→ SUPPLIED DATA
····················
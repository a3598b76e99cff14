//! Spectral path: complex arithmetic, radix-2 FFT and periodic height fields.

mod complex;
mod fft;
mod field;

pub use complex::Complex;
pub use fft::{transform, transform_2d, transform_in_place};
pub use field::SpectralField;
//! Chunked surface mesh: static topology, per-frame vertex displacement.

use bytemuck::{Pod, Zeroable};
use glam::Vec3;
use rayon::prelude::*;

use crate::error::Result;
use crate::params::validate_tiling;
use crate::waves::{DisplacementStrategy, WaveComponent};

/// Vertex data for chunk meshes (position + normal)
#[repr(C)]
#[derive(Copy, Clone, Debug, PartialEq, Pod, Zeroable)]
pub struct Vertex {
    pub position: [f32; 3],
    pub normal: [f32; 3],
}

/// One square tile of the surface with its own vertex and index buffers
#[derive(Debug, Clone)]
pub struct SurfaceChunk {
    origin_x: u32,
    origin_y: u32,
    size: u32,
    vertices: Vec<Vertex>,
    indices: Vec<u32>,
    /// Displaced positions of the chunk plus a one-vertex ring around it,
    /// row-major with side `size + 3`. Reused across updates.
    apron: Vec<Vec3>,
}

impl SurfaceChunk {
    fn new(origin_x: u32, origin_y: u32, size: u32) -> Self {
        let stride = size as usize + 1;
        let mut vertices = Vec::with_capacity(stride * stride);

        // Flat XZ plane; world y of the grid maps to mesh z
        for y in 0..=size {
            for x in 0..=size {
                vertices.push(Vertex {
                    position: [(origin_x + x) as f32, 0.0, (origin_y + y) as f32],
                    normal: [0.0, 1.0, 0.0],
                });
            }
        }

        let apron_side = stride + 2;
        Self {
            origin_x,
            origin_y,
            size,
            vertices,
            indices: generate_grid_indices(size),
            apron: vec![Vec3::ZERO; apron_side * apron_side],
        }
    }

    pub fn origin(&self) -> (u32, u32) {
        (self.origin_x, self.origin_y)
    }

    /// Cells per side
    pub fn size(&self) -> u32 {
        self.size
    }

    pub fn vertices(&self) -> &[Vertex] {
        &self.vertices
    }

    pub fn indices(&self) -> &[u32] {
        &self.indices
    }

    /// Vertex at local grid coordinate (0..=size on both axes)
    pub fn vertex(&self, local_x: u32, local_y: u32) -> Option<&Vertex> {
        if local_x > self.size || local_y > self.size {
            return None;
        }
        let stride = self.size as usize + 1;
        self.vertices.get(local_y as usize * stride + local_x as usize)
    }

    /// Evaluate every apron position at its world coordinate
    fn displace(
        &mut self,
        time: f64,
        strategy: &dyn DisplacementStrategy,
        components: &[WaveComponent],
    ) {
        let side = self.size as usize + 3;
        let left = self.origin_x as f64 - 1.0;
        let top = self.origin_y as f64 - 1.0;

        for (idx, position) in self.apron.iter_mut().enumerate() {
            let world_x = left + (idx % side) as f64;
            let world_y = top + (idx / side) as f64;

            let d = strategy.evaluate(world_x, world_y, time, components);
            *position = Vec3::new(
                (world_x + d.horizontal) as f32,
                d.height as f32,
                world_y as f32,
            );
        }
    }

    /// Copy positions out of the apron and set each normal to the
    /// area-weighted average of the six faces around the vertex.
    ///
    /// Edge vertices take their outer faces from the ring, so a vertex shared
    /// by two chunks gets the same normal in both.
    fn write_vertices(&mut self) {
        let stride = self.size as usize + 1;
        let side = stride + 2;
        let apron = &self.apron;
        let at = |x: usize, y: usize| apron[y * side + x];
        let face = |a: Vec3, b: Vec3, c: Vec3| (b - a).cross(c - a);

        for (idx, vertex) in self.vertices.iter_mut().enumerate() {
            // Apron coordinates; always at least 1 away from the ring edge
            let (x, y) = (idx % stride + 1, idx / stride + 1);
            let p = at(x, y);

            // Same winding as generate_grid_indices
            let normal = face(p, at(x, y + 1), at(x + 1, y))
                + face(at(x - 1, y), at(x - 1, y + 1), p)
                + face(p, at(x - 1, y + 1), at(x, y + 1))
                + face(at(x, y - 1), p, at(x + 1, y - 1))
                + face(at(x + 1, y - 1), p, at(x + 1, y))
                + face(at(x, y - 1), at(x - 1, y), p);

            vertex.position = p.to_array();
            vertex.normal = normal.try_normalize().unwrap_or(Vec3::Y).to_array();
        }
    }
}

/// Triangle indices for a `chunk_size × chunk_size` cell grid.
///
/// Per cell at `v = y * stride + x`: `{v, v+stride, v+1}` and
/// `{v+1, v+stride, v+stride+1}`, both facing +y.
pub fn generate_grid_indices(chunk_size: u32) -> Vec<u32> {
    let stride = chunk_size + 1;
    let cells = chunk_size as usize * chunk_size as usize;
    let mut indices = Vec::with_capacity(cells * 6);

    for y in 0..chunk_size {
        for x in 0..chunk_size {
            let top_left = y * stride + x;
            let top_right = top_left + 1;
            let bottom_left = top_left + stride;
            let bottom_right = bottom_left + 1;

            indices.extend_from_slice(&[
                top_left,
                bottom_left,
                top_right,
                top_right,
                bottom_left,
                bottom_right,
            ]);
        }
    }

    indices
}

/// Full surface: `resolution × resolution` cells tiled by square chunks
#[derive(Debug, Clone)]
pub struct SurfaceGrid {
    resolution: u32,
    chunk_size: u32,
    chunks: Vec<SurfaceChunk>,
}

impl SurfaceGrid {
    /// Allocate every chunk's vertex grid and index buffer.
    ///
    /// Chunks are stored row-major (y outer, x inner). Fails if `chunk_size`
    /// is zero or does not divide `resolution`.
    pub fn build_topology(resolution: u32, chunk_size: u32) -> Result<Self> {
        validate_tiling(resolution, chunk_size)?;

        let mut chunks = Vec::new();
        for origin_y in (0..resolution).step_by(chunk_size as usize) {
            for origin_x in (0..resolution).step_by(chunk_size as usize) {
                chunks.push(SurfaceChunk::new(origin_x, origin_y, chunk_size));
            }
        }

        log::debug!(
            "Built surface topology: {} chunks of {}x{} cells ({} vertices)",
            chunks.len(),
            chunk_size,
            chunk_size,
            chunks.iter().map(|c| c.vertices.len()).sum::<usize>()
        );

        Ok(Self {
            resolution,
            chunk_size,
            chunks,
        })
    }

    /// Re-displace every vertex for `time` and refresh normals.
    ///
    /// Calls `strategy.begin_pass` once, then evaluates chunks in parallel.
    /// Topology never changes.
    pub fn update_heights(
        &mut self,
        time: f64,
        delta_time: f64,
        components: &[WaveComponent],
        strategy: &mut dyn DisplacementStrategy,
    ) {
        strategy.begin_pass(time, delta_time, components);
        let strategy: &dyn DisplacementStrategy = strategy;

        self.chunks.par_iter_mut().for_each(|chunk| {
            chunk.displace(time, strategy, components);
            chunk.write_vertices();
        });

        log::trace!(
            "Updated {} chunks at t={:.3}s ({} strategy)",
            self.chunks.len(),
            time,
            strategy.kind().name()
        );
    }

    pub fn resolution(&self) -> u32 {
        self.resolution
    }

    pub fn chunk_size(&self) -> u32 {
        self.chunk_size
    }

    pub fn chunks(&self) -> &[SurfaceChunk] {
        &self.chunks
    }

    pub fn chunks_per_side(&self) -> u32 {
        self.resolution / self.chunk_size
    }

    /// Chunk at chunk coordinate `(cx, cy)`
    pub fn chunk(&self, cx: u32, cy: u32) -> Option<&SurfaceChunk> {
        let per_side = self.chunks_per_side();
        if cx >= per_side || cy >= per_side {
            return None;
        }
        self.chunks.get((cy * per_side + cx) as usize)
    }

    /// Total vertices across all chunks (shared edges counted per chunk)
    pub fn vertex_count(&self) -> usize {
        self.chunks.iter().map(|c| c.vertices.len()).sum()
    }

    pub fn index_count(&self) -> usize {
        self.chunks.iter().map(|c| c.indices.len()).sum()
    }

    /// Current height at integer world coordinate (0..=resolution)
    pub fn height_at(&self, x: u32, y: u32) -> Option<f32> {
        if x > self.resolution || y > self.resolution {
            return None;
        }
        let last = self.chunks_per_side() - 1;
        let cx = (x / self.chunk_size).min(last);
        let cy = (y / self.chunk_size).min(last);
        let chunk = self.chunk(cx, cy)?;
        chunk
            .vertex(x - cx * self.chunk_size, y - cy * self.chunk_size)
            .map(|v| v.position[1])
    }

    /// (min, max) vertex height over the whole surface
    pub fn height_range(&self) -> (f32, f32) {
        self.chunks
            .iter()
            .flat_map(|c| c.vertices.iter())
            .fold((f32::INFINITY, f32::NEG_INFINITY), |(lo, hi), v| {
                (lo.min(v.position[1]), hi.max(v.position[1]))
            })
    }
}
····················
→ TASK
Reproduce word for word the lines of the records above, beginning at the first and ending with the line where "pub use field::SpectralField;" appears, and nothing past it.

→ SOLUTION
repository a3598b76e99cff14
//! Spectral path: complex arithmetic, radix-2 FFT and periodic height fields.

mod complex;
mod fft;
mod field;

pub use complex::Complex;
pub use fft::{transform, transform_2d, transform_in_place};
pub use field::SpectralField;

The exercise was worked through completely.